死亡保険とは、加入者が死亡した場合や高度障害状態になった場合に、あらかじめ設定した保険金が遺族に支払われる保険のことです。この保険金を活用することで、子どもの教育費や生活費を賄うことができます。

学資保険

教育費用への備えとして、学資保険に加入しておくこともおすすめです。学資保険とは、子どもの進学時に一時金や年金の形で教育資金を受け取れる保険商品です。親が子供のために計画的に資金を準備できるよう設計されています。

受け取れるタイミングは保険によって異なりますが、一般的には子供が進学する時期に合わせて纏まった一時金を受け取ることが可能です。学資保険には以下のようなメリットがあります。

  • 半ば強制的に保険料を払い込むことになるため、貯金が苦手な人でも計画的に資金を準備できる
  • 親が病気やケガで働けなくなった場合、残りの保険料の払込が免除される

学資保険は、経済的に厳しい状況になっても子どもの教育資金を確保できる点が魅力です。教育費用への備えとして、学資保険への加入は有力な選択肢といえるでしょう。

収入保障保険

保険料を抑えつつ万が一に備えたいなら、収入保障保険がおすすめです。収入保障保険とは、被保険者が保険期間内に死亡した場合に、満期まで一定の年金を受け取れる商品で、保険期間が経過するごとに受け取れる保険金総額が減少していく特徴があります。

たとえば、毎月10万円、満期60歳の収入保障保険に40歳で加入した場合、40歳で万が一のことがあれば、保険金を20年分(10万円×12ヶ月×20年=2,400万円)受け取れます。しかし、55歳で万が一のことがあった場合は、残り5年分(10万円×12ヶ月×5年=600万円)の保険金しか受け取れません。

子どもが小さい頃は生活費や教育費など多額の保障が必要ですが、子供が自立していくにつれて必要な保障額は減っていきます。収入保障保険は、このようなニーズの変化に合わせて保障額が適切に減少していくため、合理的にリスクに備えられる保険といえるでしょう。

収入保障保険は、一定期間を保障する「定期保険」の一種です。

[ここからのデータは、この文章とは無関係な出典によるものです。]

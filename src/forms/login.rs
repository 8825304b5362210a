use serde::Deserialize;
use validator::Validate;

#[derive(Deserialize, Validate)]
/// Credentials submitted on the login screen.
pub struct LoginForm {
    #[validate(email)]
    pub email: String,
    #[validate(length(min = 1))]
    pub password: String,
}

impl LoginForm {
    /// Email as sent to the API: trimmed and lowercased.
    pub fn normalized_email(&self) -> String {
        self.email.trim().to_lowercase()
    }
}

#[cfg(test)]
mod tests {
    use super::*;

    #[test]
    fn rejects_bad_email_and_empty_password() {
        let form = LoginForm {
            email: "admin".into(),
            password: "".into(),
        };
        let errors = form.validate().unwrap_err();
        let fields = errors.field_errors();
        assert!(fields.contains_key("email"));
        assert!(fields.contains_key("password"));
    }

    #[test]
    fn normalizes_email() {
        let form = LoginForm {
            email: "  Admin@Example.COM ".into(),
            password: "secret".into(),
        };
        assert_eq!(form.normalized_email(), "admin@example.com");
    }
}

しかし、定期保険は保険期間中の保険金額が一定であるため、保険料は収入保障保険よりも割高になります。保険料を抑えつつ、必要な保障を確保したい場合は収入保障保険がおすすめです。

就業不能保険

シングルマザー(ファザー)の世帯では片親の収入で家計を賄っているため、その収入が途絶えてしまうと、普通の生活が送れなくなるリスクがあります。会社員であれば、病気やケガで働けなくなっても傷病手当金が支給されますが、金額は給与の約3分の2にすぎません。ゆとりのない生活を送っている世帯にとっては、収入が少しでも減ると生活が苦しくなる可能性が高いでしょう。

そうしたリスクに備えるために「就業不能保険」に加入することがおすすめです。就業不能保険とは、病気やケガで所定の就業不能状態が所定の期間継続した場合に、復職まで、または一定期間、保険金が支給される保険です。この保険金があれば、収入が減っても最低限の生活は維持できます。

ただし、保障対象外の病気・ケガがあることや、加入直後は給付が受けられない免責期間が設けられていることもあるため、検討する際は保障内容をよく確認しましょう。

医療保険

入院した場合の費用が心配な人は、医療保険に加入することをおすすめします。医療保険とは、病気やケガで入院や手術をした際に給付金が支払われる保険です。

日本では、高額療養費制度やひとり親家庭等医療費助成制度などの公的保障が充実しているため、医療費の負担についてはさほど気にする必要はないかもしれません。しかし、入院をすると、個室などを利用する際にかかる差額ベッド代や日用品代、食費など、公的医療保険の適用対象外の費用がかかる可能性があります。

加えて、入院中は収入が減少することも予想されるため、入院時の経済的な不安を取り除くためにも、医療保険に加入しておいた方がよいでしょう。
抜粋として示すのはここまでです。